About this exercise: Each line of the listing should be reproduced exactly.

Data records:
★ ★ ★ ★

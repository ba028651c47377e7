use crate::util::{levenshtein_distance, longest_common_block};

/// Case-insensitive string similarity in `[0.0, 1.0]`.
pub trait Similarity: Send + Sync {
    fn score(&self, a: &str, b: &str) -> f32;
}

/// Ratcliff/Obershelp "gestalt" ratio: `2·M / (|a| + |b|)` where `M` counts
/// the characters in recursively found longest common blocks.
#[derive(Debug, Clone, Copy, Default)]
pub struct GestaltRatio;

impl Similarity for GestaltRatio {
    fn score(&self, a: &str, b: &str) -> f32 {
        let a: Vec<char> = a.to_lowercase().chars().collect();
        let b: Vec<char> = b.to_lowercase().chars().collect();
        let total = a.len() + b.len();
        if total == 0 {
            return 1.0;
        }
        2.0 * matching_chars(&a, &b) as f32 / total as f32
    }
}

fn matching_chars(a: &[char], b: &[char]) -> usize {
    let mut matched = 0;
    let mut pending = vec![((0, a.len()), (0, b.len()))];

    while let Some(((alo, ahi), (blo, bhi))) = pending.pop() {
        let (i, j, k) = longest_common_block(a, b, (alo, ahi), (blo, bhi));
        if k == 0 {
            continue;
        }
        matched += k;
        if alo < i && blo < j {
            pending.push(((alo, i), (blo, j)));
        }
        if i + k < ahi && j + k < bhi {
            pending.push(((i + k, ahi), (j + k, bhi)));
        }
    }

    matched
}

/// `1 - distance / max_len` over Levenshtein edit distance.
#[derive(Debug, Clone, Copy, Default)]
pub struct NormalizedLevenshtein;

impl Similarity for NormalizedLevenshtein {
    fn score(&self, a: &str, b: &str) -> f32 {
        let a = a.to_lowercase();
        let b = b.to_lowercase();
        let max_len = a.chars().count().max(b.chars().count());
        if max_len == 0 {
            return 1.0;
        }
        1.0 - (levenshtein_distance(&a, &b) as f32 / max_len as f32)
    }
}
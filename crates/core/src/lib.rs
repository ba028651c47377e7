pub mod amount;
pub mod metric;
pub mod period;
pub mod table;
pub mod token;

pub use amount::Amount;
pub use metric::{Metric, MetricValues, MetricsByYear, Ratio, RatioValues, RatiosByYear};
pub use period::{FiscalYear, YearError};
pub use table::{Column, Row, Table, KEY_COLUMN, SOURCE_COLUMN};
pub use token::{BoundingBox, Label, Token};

★ ★ ★ ★

Response:
repository ba028651c47377e7
use crate::util::{levenshtein_distance, longest_common_block};

/// Case-insensitive string similarity in `[0.0, 1.0]`.
pub trait Similarity: Send + Sync {
    fn score(&self, a: &str, b: &str) -> f32;
}

/// Ratcliff/Obershelp "gestalt" ratio: `2·M / (|a| + |b|)` where `M` counts
/// the characters in recursively found longest common blocks.
#[derive(Debug, Clone, Copy, Default)]
pub struct GestaltRatio;

impl Similarity for GestaltRatio {
    fn score(&self, a: &str, b: &str) -> f32 {
        let a: Vec<char> = a.to_lowercase().chars().collect();
        let b: Vec<char> = b.to_lowercase().chars().collect();
        let total = a.len() + b.len();
        if total == 0 {
            return 1.0;
        }
        2.0 * matching_chars(&a, &b) as f32 / total as f32
    }
}

fn matching_chars(a: &[char], b: &[char]) -> usize {
    let mut matched = 0;
    let mut pending = vec![((0, a.len()), (0, b.len()))];

    while let Some(((alo, ahi), (blo, bhi))) = pending.pop() {
        let (i, j, k) = longest_common_block(a, b, (alo, ahi), (blo, bhi));
        if k == 0 {
            continue;
        }
        matched += k;
        if alo < i && blo < j {
            pending.push(((alo, i), (blo, j)));
        }
        if i + k < ahi && j + k < bhi {
            pending.push(((i + k, ahi), (j + k, bhi)));
        }
    }

    matched
}

/// `1 - distance / max_len` over Levenshtein edit distance.
#[derive(Debug, Clone, Copy, Default)]
pub struct NormalizedLevenshtein;

impl Similarity for NormalizedLevenshtein {
    fn score(&self, a: &str, b: &str) -> f32 {
        let a = a.to_lowercase();
        let b = b.to_lowercase();
        let max_len = a.chars().count().max(b.chars().count());
        if max_len == 0 {
            return 1.0;
        }
        1.0 - (levenshtein_distance(&a, &b) as f32 / max_len as f32)
    }
}
filename crates/core/src/lib.rs
repository ba028651c47377e7
pub mod amount;
pub mod metric;
pub mod period;
pub mod table;
pub mod token;

pub use amount::Amount;
pub use metric::{Metric, MetricValues, MetricsByYear, Ratio, RatioValues, RatiosByYear};
pub use period::{FiscalYear, YearError};
pub use table::{Column, Row, Table, KEY_COLUMN, SOURCE_COLUMN};
pub use token::{BoundingBox, Label, Token};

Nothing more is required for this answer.